Xian explained that when users tried to move their tokens, the hackers’ contract also grabbed the transaction fees (gas). Yu Xian advised that to stop hackers, users should cancel or replace the harmful EIP-7702 contract in their wallet and move their tokens out of the hacked wallet to a safe one.
The post also comes amidst people on WLFI forums reporting more token thefts.
WLFI Holders Share Hacking Stories on Its Forums
A user named Hakanemiratlas shared on the forum that his MetaMask wallet was hacked last October while he was asleep. Despite reporting to Uniswap and MetaMask, no help was received, and a suggested recovery company scammed them further.

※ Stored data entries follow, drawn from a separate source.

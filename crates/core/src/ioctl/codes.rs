//! IOCTL request codes
//!
//! Byte-packed identifiers in the classic direction/size/number layout:
//! bits 31..30 direction (1 = caller writes, 2 = caller reads), bits
//! 29..16 payload size, bits 15..8 the driver magic, bits 7..0 the
//! command number. The command number space is partitioned by function
//! group, matching the device command code ranges where a 1:1
//! correspondence exists.

use crate::types::{HrTime, Stime, Time, TimeStamp, UcapEntries, Wire};

pub const IOC_NONE: u32 = 0;
pub const IOC_WRITE: u32 = 1;
pub const IOC_READ: u32 = 2;

const MAGIC: u32 = b'M' as u32;

const fn ioc(dir: u32, nr: u8, size: usize) -> u32 {
    (dir << 30) | ((size as u32) << 16) | (MAGIC << 8) | nr as u32
}

pub const fn io(nr: u8) -> u32 {
    ioc(IOC_NONE, nr, 0)
}

pub const fn ior(nr: u8, size: usize) -> u32 {
    ioc(IOC_READ, nr, size)
}

pub const fn iow(nr: u8, size: usize) -> u32 {
    ioc(IOC_WRITE, nr, size)
}

pub const fn iorw(nr: u8, size: usize) -> u32 {
    ioc(IOC_READ | IOC_WRITE, nr, size)
}

/// Payload size encoded in a request code
pub const fn size_of_code(code: u32) -> usize {
    ((code >> 16) & 0x3FFF) as usize
}

/// Command number of a request code
pub const fn nr_of_code(code: u32) -> u8 {
    (code & 0xFF) as u8
}

// Opaque configuration payload sizes. The engine never interprets these
// structures; the sizes exist so request codes are fully specified and
// the device-side count check has something to disagree with.
pub const SIZE_SERIAL: usize = 24;
pub const SIZE_TZCODE: usize = 1;
pub const SIZE_TZDL: usize = 40;
pub const SIZE_REF_OFFS: usize = 2;
pub const SIZE_OPT_INFO: usize = 8;
pub const SIZE_OPT_SETTINGS: usize = 4;
pub const SIZE_IRIG_INFO: usize = 12;
pub const SIZE_IRIG_SETTINGS: usize = 4;
pub const SIZE_SYNTH: usize = 10;
pub const SIZE_SYNTH_STATE: usize = 4;
pub const SIZE_IRIG_CTRL_BITS: usize = 4;
pub const SIZE_RAW_IRIG_DATA: usize = 16;
pub const SIZE_CORR_INFO: usize = 8;
pub const SIZE_TR_DISTANCE: usize = 2;
pub const SIZE_DEBUG_STATUS: usize = 8;
pub const SIZE_EVT_LOG_ENTRY: usize = 8;
pub const SIZE_SW_REV: usize = 22;
pub const SIZE_STAT_INFO: usize = 20;
pub const SIZE_ANT_INFO: usize = 16;
pub const SIZE_IDENT: usize = 16;
pub const SIZE_POS: usize = 36;
pub const SIZE_TIME_SCALE_INFO: usize = 12;
pub const SIZE_TIME_SCALE_SETTINGS: usize = 4;
pub const SIZE_UTC_PARM: usize = 26;
pub const SIZE_LAN_IF_INFO: usize = 32;
pub const SIZE_IP4_SETTINGS: usize = 20;
pub const SIZE_PTP_STATE: usize = 48;
pub const SIZE_PTP_CFG: usize = 32;
pub const SIZE_GNSS_MODE: usize = 8;
pub const SIZE_ALL_GPIO_INFO: usize = 64;
pub const SIZE_ALL_XMR_STATUS: usize = 64;

/// Size of the fixed driver info record
pub const SIZE_DRVR_INFO: usize = 8;
/// Size of the device info snapshot
pub const SIZE_DEV_INFO: usize = 20;
/// Size of the mapped-memory window record
pub const SIZE_MAPPED_MEM: usize = 16;
/// Size of the feature check request
pub const SIZE_CHK_DEV_FEAT: usize = 8;
/// Size of the generic request descriptor (without payloads)
pub const SIZE_GENERIC_REQ: usize = 12;
/// Size of the time info records (host time + cycles around a reading)
pub const SIZE_TIME_INFO_HRT: usize = 16 + HrTime::SIZE + 16;
pub const SIZE_TIME_INFO_TSTAMP: usize = 16 + TimeStamp::SIZE + 16;

// Current time, low latency group
pub const GET_PCPS_TIME: u32 = ior(0x01, Time::SIZE);
pub const GET_PCPS_SYNC_TIME: u32 = ior(0x02, Time::SIZE);
pub const GET_PCPS_HR_TIME: u32 = ior(0x03, HrTime::SIZE);
pub const GET_FAST_HR_TIMESTAMP: u32 = ior(0x05, TimeStamp::SIZE);
pub const GET_FAST_HR_TIMESTAMP_CYCLES: u32 = ior(0x06, TimeStamp::SIZE + 8);
pub const GET_PCPS_TIME_CYCLES: u32 = ior(0x07, Time::SIZE + 8);
pub const GET_PCPS_HR_TIME_CYCLES: u32 = ior(0x08, HrTime::SIZE + 8);
pub const GET_TIME_INFO_HRT: u32 = ior(0x09, SIZE_TIME_INFO_HRT);
pub const GET_TIME_INFO_TSTAMP: u32 = ior(0x0A, SIZE_TIME_INFO_TSTAMP);

// Set time group
pub const SET_TIME: u32 = iow(0x10, Stime::SIZE);
pub const SET_EVENT_TIME: u32 = iow(0x14, TimeStamp::SIZE);

// Legacy configuration group
pub const GET_SERIAL: u32 = ior(0x30, SIZE_SERIAL);
pub const SET_SERIAL: u32 = iow(0x31, SIZE_SERIAL);
pub const GET_TZCODE: u32 = ior(0x32, SIZE_TZCODE);
pub const SET_TZCODE: u32 = iow(0x33, SIZE_TZCODE);
pub const GET_PCPS_TZDL: u32 = ior(0x34, SIZE_TZDL);
pub const SET_PCPS_TZDL: u32 = iow(0x35, SIZE_TZDL);
pub const GET_REF_OFFS: u32 = ior(0x36, SIZE_REF_OFFS);
pub const SET_REF_OFFS: u32 = iow(0x37, SIZE_REF_OFFS);
pub const GET_OPT_INFO: u32 = ior(0x38, SIZE_OPT_INFO);
pub const SET_OPT_SETTINGS: u32 = iow(0x39, SIZE_OPT_SETTINGS);
pub const GET_IRIG_RX_INFO: u32 = ior(0x3A, SIZE_IRIG_INFO);
pub const SET_IRIG_RX_SETTINGS: u32 = iow(0x3B, SIZE_IRIG_SETTINGS);
pub const GET_IRIG_TX_INFO: u32 = ior(0x3C, SIZE_IRIG_INFO);
pub const SET_IRIG_TX_SETTINGS: u32 = iow(0x3D, SIZE_IRIG_SETTINGS);
pub const GET_SYNTH: u32 = ior(0x3E, SIZE_SYNTH);
pub const SET_SYNTH: u32 = iow(0x3F, SIZE_SYNTH);

// Identification and driver state group
pub const GET_PCPS_DRVR_INFO: u32 = ior(0x40, SIZE_DRVR_INFO);
pub const GET_PCPS_DEV: u32 = ior(0x41, SIZE_DEV_INFO);
pub const GET_PCPS_STATUS_PORT: u32 = ior(0x42, 1);
pub const GET_PCI_ASIC_VERSION: u32 = ior(0x43, 4);
pub const GET_PCI_ASIC_FEATURES: u32 = ior(0x44, 4);
pub const GET_IRQ_STAT_INFO: u32 = ior(0x45, 1);
pub const GET_CYCLES_FREQUENCY: u32 = ior(0x46, 8);
pub const CHK_DEV_FEAT: u32 = iow(0x47, SIZE_CHK_DEV_FEAT);
pub const GET_SYNTH_STATE: u32 = ior(0x48, SIZE_SYNTH_STATE);
pub const GET_IRIG_CTRL_BITS: u32 = ior(0x49, SIZE_IRIG_CTRL_BITS);
pub const GET_RAW_IRIG_DATA: u32 = ior(0x4A, SIZE_RAW_IRIG_DATA);
pub const GET_DEBUG_STATUS: u32 = ior(0x4B, SIZE_DEBUG_STATUS);
pub const GET_MAPPED_MEM_ADDR: u32 = ior(0x4C, SIZE_MAPPED_MEM);
pub const UNMAP_MAPPED_MEM: u32 = iow(0x4D, SIZE_MAPPED_MEM);

// Generic transactions and the large-structure group
pub const PCPS_GENERIC_READ: u32 = iorw(0x50, SIZE_GENERIC_REQ);
pub const PCPS_GENERIC_WRITE: u32 = iorw(0x51, SIZE_GENERIC_REQ);
pub const PCPS_GENERIC_READ_GPS: u32 = iorw(0x52, SIZE_GENERIC_REQ);
pub const PCPS_GENERIC_WRITE_GPS: u32 = iorw(0x53, SIZE_GENERIC_REQ);
pub const PCPS_GENERIC_IO: u32 = iorw(0x54, SIZE_GENERIC_REQ);
pub const GET_GPS_SW_REV: u32 = ior(0x55, SIZE_SW_REV);
pub const GET_GPS_STAT_INFO: u32 = ior(0x56, SIZE_STAT_INFO);
pub const GET_GPS_ANT_INFO: u32 = ior(0x57, SIZE_ANT_INFO);
pub const GET_GPS_IDENT: u32 = ior(0x58, SIZE_IDENT);
pub const GET_GPS_POS: u32 = ior(0x59, SIZE_POS);
pub const SET_GPS_POS: u32 = iow(0x5A, SIZE_POS);
pub const GET_GPS_TIME_SCALE_INFO: u32 = ior(0x5B, SIZE_TIME_SCALE_INFO);
pub const SET_GPS_TIME_SCALE_SETTINGS: u32 = iow(0x5C, SIZE_TIME_SCALE_SETTINGS);
pub const GET_GPS_UTC_PARM: u32 = ior(0x5D, SIZE_UTC_PARM);
pub const SET_GPS_UTC_PARM: u32 = iow(0x5E, SIZE_UTC_PARM);
pub const GET_GPS_RECEIVER_INFO: u32 = ior(0x5F, crate::types::RECEIVER_INFO_SIZE);

// Capture FIFO, correlation and event log group
pub const CLR_UCAP_BUFF: u32 = io(0x60);
pub const GET_PCPS_UCAP_ENTRIES: u32 = ior(0x61, UcapEntries::SIZE);
pub const GET_PCPS_UCAP_EVENT: u32 = ior(0x62, HrTime::SIZE);
pub const GET_CORR_INFO: u32 = ior(0x63, SIZE_CORR_INFO);
pub const GET_TR_DISTANCE: u32 = ior(0x64, SIZE_TR_DISTANCE);
pub const SET_TR_DISTANCE: u32 = iow(0x65, SIZE_TR_DISTANCE);
pub const CLR_EVT_LOG: u32 = io(0x66);
pub const GET_NUM_EVT_LOG_ENTRIES: u32 = ior(0x67, 8);
pub const GET_FIRST_EVT_LOG_ENTRY: u32 = ior(0x68, SIZE_EVT_LOG_ENTRY);
pub const GET_NEXT_EVT_LOG_ENTRY: u32 = ior(0x69, SIZE_EVT_LOG_ENTRY);
pub const GET_LAN_IF_INFO: u32 = ior(0x6A, SIZE_LAN_IF_INFO);
pub const GET_IP4_SETTINGS: u32 = ior(0x6B, SIZE_IP4_SETTINGS);
pub const SET_IP4_SETTINGS: u32 = iow(0x6C, SIZE_IP4_SETTINGS);
pub const GET_PTP_STATE: u32 = ior(0x6D, SIZE_PTP_STATE);
pub const GET_PTP_CFG: u32 = ior(0x6E, SIZE_PTP_CFG);
pub const SET_PTP_CFG: u32 = iow(0x6F, SIZE_PTP_CFG);

// Newer capability surfaces
pub const GET_GNSS_MODE: u32 = ior(0x70, SIZE_GNSS_MODE);
pub const SET_GNSS_MODE: u32 = iow(0x71, SIZE_GNSS_MODE);
pub const GET_ALL_GPIO_INFO: u32 = ior(0x72, SIZE_ALL_GPIO_INFO);
pub const GET_ALL_XMR_STATUS: u32 = ior(0x73, SIZE_ALL_XMR_STATUS);
pub const DEV_IS_GPS: u32 = ior(0x74, 4);
pub const DEV_IS_IRIG_RX: u32 = ior(0x75, 4);
pub const DEV_HAS_HR_TIME: u32 = ior(0x76, 4);
pub const DEV_HAS_UCAP: u32 = ior(0x77, 4);
pub const DEV_HAS_FAST_HR_TIMESTAMP: u32 = ior(0x78, 4);

// Dangerous commands
pub const FORCE_RESET: u32 = io(0x80);

#[cfg(test)]
mod tests {
    use super::*;

    #[test]
    fn test_code_packing() {
        assert_eq!(nr_of_code(GET_PCPS_TIME), 0x01);
        assert_eq!(size_of_code(GET_PCPS_TIME), Time::SIZE);
        assert_eq!(GET_PCPS_TIME >> 30, IOC_READ);
        assert_eq!(SET_TIME >> 30, IOC_WRITE);
        assert_eq!(FORCE_RESET >> 30, IOC_NONE);
        assert_eq!(PCPS_GENERIC_IO >> 30, IOC_READ | IOC_WRITE);
    }

    #[test]
    fn test_nr_ranges_follow_partitioning() {
        // get-time codes below 0x10, set-time in 0x10..0x20, legacy
        // config in 0x30..0x40, large-structure group in 0x50..0x60
        assert!(nr_of_code(GET_PCPS_HR_TIME) < 0x10);
        assert!((0x10..0x20).contains(&nr_of_code(SET_TIME)));
        assert!((0x30..0x40).contains(&nr_of_code(SET_TZCODE)));
        assert!((0x50..0x60).contains(&nr_of_code(PCPS_GENERIC_READ)));
        assert_eq!(nr_of_code(FORCE_RESET), 0x80);
    }
}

The user said that only 20% of WLFI tokens were moved to a new wallet; 80% remain at risk in the hacked wallet. He stated that, “Currently, 80% of my WLFI tokens are still stuck in the compromised wallet. I am extremely worried that once they unlock, the hacker might immediately transfer them away.”
The user has asked the WLFI team for help to safely transfer the remaining tokens and urges community support to highlight the issue, fearing others may face similar risks.
Another user, Anton, stated that WLFI’s token drop setup requires using the same wallet for both the whitelist and presale. This makes it easy for automated bots to steal tokens as soon as they arrive.
Scams targeting WLFI are increasing, with Bubblemaps spotting fake “bundled clones” that pretend to be real crypto projects. The WLFI team warned that they never send direct messages and only use official email domains for communication. They have also advised users to double-check sources and be cautious about protecting their tokens from these phishing scams.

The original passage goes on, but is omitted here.